(Source data)
↓↓↓

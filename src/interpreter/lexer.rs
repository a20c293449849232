use logos::Logos;

use crate::error::LexError;

/// The closed set of token classes produced by [`tokenize`].
#[derive(Debug, PartialEq, Eq, Clone, Copy, Hash)]
pub enum TokenKind {
    /// `*`
    Multiply,
    /// `/`
    Divide,
    /// `+`
    Plus,
    /// `-`
    Minus,
    /// `(`
    LeftParen,
    /// `)`
    RightParen,
    /// A run of decimal digits, such as `42`.
    Number,
    /// End of input. Always the last token of a sequence.
    End,
}

/// A classified lexical unit together with the source text it came from.
#[derive(Debug, PartialEq, Eq, Clone)]
pub struct Token {
    /// The class of the token.
    pub kind:     TokenKind,
    /// The exact source substring; empty for [`TokenKind::End`].
    pub text:     String,
    /// Zero-based character offset of the token in the source.
    pub position: usize,
}

impl Token {
    /// Creates a token.
    #[must_use]
    pub const fn new(kind: TokenKind, text: String, position: usize) -> Self {
        Self { kind,
               text,
               position }
    }

    /// Creates the end-of-input marker at `position`.
    #[must_use]
    pub const fn end(position: usize) -> Self {
        Self::new(TokenKind::End, String::new(), position)
    }

    /// Character offset just past the token's text.
    #[must_use]
    pub fn end_offset(&self) -> usize {
        self.position + self.text.chars().count()
    }
}

/// Raw lexemes recognised by the scanner.
///
/// Only the space character is skipped; tabs and other whitespace are
/// rejected like any other unknown symbol.
#[derive(Logos, Debug, PartialEq, Clone, Copy)]
#[logos(skip r" +")]
enum Lexeme {
    /// `*`
    #[token("*")]
    Star,
    /// `/`
    #[token("/")]
    Slash,
    /// `+`
    #[token("+")]
    Plus,
    /// `-`
    #[token("-")]
    Minus,
    /// `(`
    #[token("(")]
    LParen,
    /// `)`
    #[token(")")]
    RParen,
    /// Integer literal tokens, such as `42`.
    #[regex(r"[0-9]+")]
    Digits,
}

impl From<Lexeme> for TokenKind {
    fn from(lexeme: Lexeme) -> Self {
        match lexeme {
            Lexeme::Star => Self::Multiply,
            Lexeme::Slash => Self::Divide,
            Lexeme::Plus => Self::Plus,
            Lexeme::Minus => Self::Minus,
            Lexeme::LParen => Self::LeftParen,
            Lexeme::RParen => Self::RightParen,
            Lexeme::Digits => Self::Number,
        }
    }
}

/// Splits `source` into tokens, terminated by a single [`TokenKind::End`].
///
/// Operators and parentheses become single-character tokens, digit runs
/// become one [`TokenKind::Number`] each with their text kept verbatim, and
/// spaces are skipped.
///
/// # Errors
/// Returns [`LexError::UnknownSymbol`] for the first character that is none
/// of the above, including tabs and newlines.
///
/// # Example
/// ```
/// use calcr::interpreter::lexer::{TokenKind, tokenize};
///
/// let tokens = tokenize("12 + 3").unwrap();
/// let kinds: Vec<_> = tokens.iter().map(|t| t.kind).collect();
/// assert_eq!(kinds, [TokenKind::Number, TokenKind::Plus, TokenKind::Number, TokenKind::End]);
/// assert_eq!(tokens[0].text, "12");
/// ```
pub fn tokenize(source: &str) -> Result<Vec<Token>, LexError> {
    let mut tokens = Vec::new();
    let mut lexer = Lexeme::lexer(source);

    // Spans are byte ranges; positions are reported in characters.
    let mut byte_offset = 0;
    let mut char_offset = 0;

    while let Some(lexeme) = lexer.next() {
        let span = lexer.span();
        char_offset += source[byte_offset..span.start].chars().count();
        byte_offset = span.start;

        match lexeme {
            Ok(lexeme) => {
                tokens.push(Token::new(lexeme.into(), lexer.slice().to_string(), char_offset));
            },
            Err(()) => {
                let symbol = lexer.slice().chars().next().unwrap_or_default();
                return Err(LexError::UnknownSymbol { symbol,
                                                     position: char_offset });
            },
        }
    }

    char_offset += source[byte_offset..].chars().count();
    tokens.push(Token::end(char_offset));

    Ok(tokens)
}
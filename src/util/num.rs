use crate::{
    error::EvalError,
    interpreter::evaluator::core::{EvalResult, Value},
};

/// Adds two values, failing on overflow.
///
/// ## Parameters
/// - `lhs`, `rhs`: The operands.
/// - `position`: Character offset of the operator, for error reporting.
///
/// ## Example
/// ```
/// use calcr::{error::EvalError, util::num::checked_add};
///
/// assert_eq!(checked_add(2, 3, 1), Ok(5));
/// assert_eq!(checked_add(i64::MAX, 1, 7), Err(EvalError::Overflow { position: 7 }));
/// ```
pub const fn checked_add(lhs: Value, rhs: Value, position: usize) -> EvalResult<Value> {
    match lhs.checked_add(rhs) {
        Some(value) => Ok(value),
        None => Err(EvalError::Overflow { position }),
    }
}

/// Subtracts `rhs` from `lhs`, failing on overflow.
pub const fn checked_sub(lhs: Value, rhs: Value, position: usize) -> EvalResult<Value> {
    match lhs.checked_sub(rhs) {
        Some(value) => Ok(value),
        None => Err(EvalError::Overflow { position }),
    }
}

/// Multiplies two values, failing on overflow.
pub const fn checked_mul(lhs: Value, rhs: Value, position: usize) -> EvalResult<Value> {
    match lhs.checked_mul(rhs) {
        Some(value) => Ok(value),
        None => Err(EvalError::Overflow { position }),
    }
}

/// Divides `lhs` by `rhs`, truncating toward zero.
///
/// ## Errors
/// - `DivisionByZero` if `rhs` is `0`.
/// - `Overflow` for `Value::MIN / -1`.
///
/// ## Example
/// ```
/// use calcr::{error::EvalError, util::num::checked_div};
///
/// assert_eq!(checked_div(7, 2, 1), Ok(3));
/// assert_eq!(checked_div(-7, 2, 2), Ok(-3));
/// assert_eq!(checked_div(5, 0, 1), Err(EvalError::DivisionByZero { position: 1 }));
/// ```
pub const fn checked_div(lhs: Value, rhs: Value, position: usize) -> EvalResult<Value> {
    if rhs == 0 {
        return Err(EvalError::DivisionByZero { position });
    }
    match lhs.checked_div(rhs) {
        Some(value) => Ok(value),
        None => Err(EvalError::Overflow { position }),
    }
}
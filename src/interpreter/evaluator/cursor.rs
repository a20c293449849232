use crate::interpreter::lexer::{Token, TokenKind};

/// Returned when reading from an empty sequence.
static END: Token = Token { kind:     TokenKind::End,
                            text:     String::new(),
                            position: 0, };

/// A read-only position marker over a token sequence.
///
/// The index always stays within `0..=tokens.len()`. Sequences produced by
/// [`tokenize`](crate::interpreter::lexer::tokenize) end with
/// [`TokenKind::End`], which every grammar rule stops at, so the end is never
/// read past in practice.
///
/// # Example
/// ```
/// use calcr::interpreter::{evaluator::cursor::Cursor, lexer::{TokenKind, tokenize}};
///
/// let tokens = tokenize("1+2").unwrap();
/// let mut cursor = Cursor::new(&tokens);
///
/// assert_eq!(cursor.advance().kind, TokenKind::Number);
/// assert_eq!(cursor.advance().kind, TokenKind::Plus);
/// cursor.retreat();
/// assert_eq!(cursor.position(), 1);
/// assert_eq!(cursor.advance().kind, TokenKind::Plus);
/// ```
#[derive(Debug, Clone)]
pub struct Cursor<'a> {
    tokens: &'a [Token],
    index:  usize,
}

impl<'a> Cursor<'a> {
    /// Creates a cursor positioned at the first token.
    #[must_use]
    pub const fn new(tokens: &'a [Token]) -> Self {
        Self { tokens, index: 0 }
    }

    /// Returns the token at the current index and moves past it.
    ///
    /// Once the sequence is exhausted the last token is returned again and
    /// the index stays at the length.
    pub fn advance(&mut self) -> &'a Token {
        let tokens: &'a [Token] = self.tokens;
        let token = tokens.get(self.index).or_else(|| tokens.last()).unwrap_or(&END);
        self.index = (self.index + 1).min(tokens.len());
        token
    }

    /// Undoes the last [`advance`](Self::advance).
    pub const fn retreat(&mut self) {
        self.index = self.index.saturating_sub(1);
    }

    /// The current token index into the sequence.
    ///
    /// This counts tokens, not characters. Errors report the character
    /// offset carried by the offending [`Token`] instead.
    #[must_use]
    pub const fn position(&self) -> usize {
        self.index
    }
}
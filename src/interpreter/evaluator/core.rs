use crate::{
    error::EvalError,
    interpreter::{
        evaluator::{binary::parse_additive, cursor::Cursor},
        lexer::TokenKind,
    },
};

/// The integer type all arithmetic is carried out in.
pub type Value = i64;

/// Result type used by the evaluator.
///
/// All evaluation functions return either a value of type `T` or an
/// `EvalError` describing the first failure encountered.
pub type EvalResult<T> = Result<T, EvalError>;

/// Evaluates a whole expression.
///
/// An expression consisting only of the end marker evaluates to `0`.
/// Otherwise the peeked token is pushed back and the additive rule is
/// applied. The additive rule stops in front of `)` as well as the end
/// marker, so a surplus `)` after a complete expression is left unread.
///
/// Grammar: `expression := END | additive`
///
/// # Errors
/// Propagates any error from the grammar rules.
///
/// # Example
/// ```
/// use calcr::interpreter::{
///     evaluator::{core::evaluate_tokens, cursor::Cursor},
///     lexer::tokenize,
/// };
///
/// let tokens = tokenize("").unwrap();
/// assert_eq!(evaluate_tokens(&mut Cursor::new(&tokens)), Ok(0));
/// ```
pub fn evaluate_tokens(cursor: &mut Cursor) -> EvalResult<Value> {
    if cursor.advance().kind == TokenKind::End {
        return Ok(0);
    }
    cursor.retreat();

    parse_additive(cursor)
}
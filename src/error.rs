/// Tokenization errors.
///
/// Raised while turning source text into tokens, before any evaluation
/// happens. Carries the offending symbol and its character position.
pub mod lex_error;
/// Evaluation errors.
///
/// Raised while walking the token sequence: grammar violations, unbalanced
/// parentheses, division by zero, out-of-range literals and overflow.
pub mod eval_error;

pub use eval_error::EvalError;
pub use lex_error::LexError;
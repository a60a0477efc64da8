use std::num::NonZeroUsize;

/// Tracks how far the current fixed-size block has been filled, so that
/// writes of any size can be split on block boundaries.
#[derive(Debug, Clone)]
pub(crate) struct BlockCursor {
    chunk_size: NonZeroUsize,
    filled: usize,
}

impl BlockCursor {
    pub(crate) fn new(chunk_size: NonZeroUsize) -> Self {
        Self {
            chunk_size,
            filled: 0,
        }
    }

    /// Splits `input` into the piece that fits in the current block and the
    /// remainder, counting the piece as filled.
    pub(crate) fn take<'a>(&mut self, input: &'a [u8]) -> (&'a [u8], &'a [u8]) {
        let room = self.chunk_size.get() - self.filled;
        let (piece, rest) = input.split_at(room.min(input.len()));
        self.filled += piece.len();
        (piece, rest)
    }

    pub(crate) fn is_full(&self) -> bool {
        self.filled == self.chunk_size.get()
    }

    pub(crate) fn is_partial(&self) -> bool {
        self.filled > 0
    }

    pub(crate) fn clear(&mut self) {
        self.filled = 0;
    }
}
#![allow(dead_code)]

use blockdelta::{Blake3Digest, Delta, DeltaOp, Signature};
use std::num::NonZeroUsize;

pub fn chunk_size(n: usize) -> NonZeroUsize {
    NonZeroUsize::new(n).unwrap()
}

pub fn sign(original: &[u8], chunk_size: NonZeroUsize) -> Signature {
    blockdelta::signature(original, chunk_size, Blake3Digest::new()).unwrap()
}

pub fn diff(signature: &Signature, modified: &[u8]) -> Delta {
    blockdelta::delta(modified, signature, Blake3Digest::new()).unwrap()
}

/// Reference applier: replays `delta` against the blocks of `original`.
pub fn reconstruct(original: &[u8], chunk_size: NonZeroUsize, delta: &Delta) -> Vec<u8> {
    let blocks: Vec<&[u8]> = original.chunks(chunk_size.get()).collect();
    let mut out = Vec::with_capacity(original.len() + delta.literal_len());
    let mut cursor = 0;

    for op in delta {
        match op {
            DeltaOp::Addition { chunk_index, data } => {
                while cursor < *chunk_index {
                    out.extend_from_slice(blocks[cursor]);
                    cursor += 1;
                }
                out.extend_from_slice(data);
            }
            DeltaOp::Deletion { chunk_index } => {
                while cursor < *chunk_index {
                    out.extend_from_slice(blocks[cursor]);
                    cursor += 1;
                }
                cursor = chunk_index + 1;
            }
        }
    }
    for block in &blocks[cursor.min(blocks.len())..] {
        out.extend_from_slice(block);
    }
    out
}

pub fn deletion_indices(delta: &Delta) -> Vec<usize> {
    delta
        .iter()
        .filter_map(|op| match op {
            DeltaOp::Deletion { chunk_index } => Some(*chunk_index),
            DeltaOp::Addition { .. } => None,
        })
        .collect()
}

pub fn pseudo_random(len: usize, mut seed: u64) -> Vec<u8> {
    (0..len)
        .map(|_| {
            seed = seed.wrapping_mul(6_364_136_223_846_793_005).wrapping_add(1);
            (seed >> 56) as u8
        })
        .collect()
}
//! Validated radix in the range 1..=160.

use std::fmt;

use crate::alphabet::{self, Family, MAX_RADIX};
use crate::error::ConvertError;

/// A radix known to be within 1..=160.
#[derive(Debug, Clone, Copy, PartialEq, Eq, Hash, PartialOrd, Ord)]
pub struct Radix(u8);

impl Radix {
    /// Tally notation.
    pub const UNARY: Radix = Radix(1);
    pub const BINARY: Radix = Radix(2);
    pub const DECIMAL: Radix = Radix(10);
    pub const BASE58: Radix = Radix(58);
    pub const BASE64: Radix = Radix(64);
    pub const MAX: Radix = Radix(MAX_RADIX as u8);

    /// Validate `value` as a radix.
    pub fn new(value: u32) -> Result<Self, ConvertError> {
        match Family::of(value) {
            Some(_) => Ok(Radix(value as u8)),
            None => Err(ConvertError::InvalidRadix(value)),
        }
    }

    #[inline]
    pub fn get(self) -> u32 {
        self.0 as u32
    }

    #[inline]
    pub fn is_unary(self) -> bool {
        self.0 == 1
    }

    /// True for 58 and 64, whose digit zero is not written `0`.
    #[inline]
    pub fn is_bespoke(self) -> bool {
        Family::of(self.get()).is_some_and(Family::is_bespoke)
    }

    /// Digit symbols for this radix.
    pub fn alphabet(self) -> &'static [char] {
        alphabet::alphabet(self.get())
    }
}

impl TryFrom<u32> for Radix {
    type Error = ConvertError;

    fn try_from(value: u32) -> Result<Self, Self::Error> {
        Radix::new(value)
    }
}

impl From<Radix> for u32 {
    fn from(radix: Radix) -> u32 {
        radix.get()
    }
}

impl fmt::Display for Radix {
    fn fmt(&self, f: &mut fmt::Formatter<'_>) -> fmt::Result {
        write!(f, "{}", self.0)
    }
}

#[cfg(test)]
mod tests {
    use super::*;

    #[test]
    fn test_bounds() {
        assert_eq!(Radix::new(0), Err(ConvertError::InvalidRadix(0)));
        assert_eq!(Radix::new(161), Err(ConvertError::InvalidRadix(161)));
        assert_eq!(Radix::new(1), Ok(Radix::UNARY));
        assert_eq!(Radix::new(160), Ok(Radix::MAX));
        assert_eq!(Radix::try_from(300), Err(ConvertError::InvalidRadix(300)));
    }

    #[test]
    fn test_predicates() {
        assert!(Radix::UNARY.is_unary());
        assert!(!Radix::BINARY.is_unary());
        assert!(Radix::BASE58.is_bespoke());
        assert!(Radix::BASE64.is_bespoke());
        assert!(!Radix::new(57).unwrap().is_bespoke());
        assert_eq!(Radix::DECIMAL.alphabet().len(), 10);
        assert_eq!(Radix::MAX.to_string(), "160");
        assert_eq!(u32::from(Radix::BASE58), 58);
    }
}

↑↑↑

Where a line of the records holds the word "parentheses", copy that line.

/// Operators and parentheses become single-character tokens, digit runs
/// parentheses, division by zero, out-of-range literals and overflow.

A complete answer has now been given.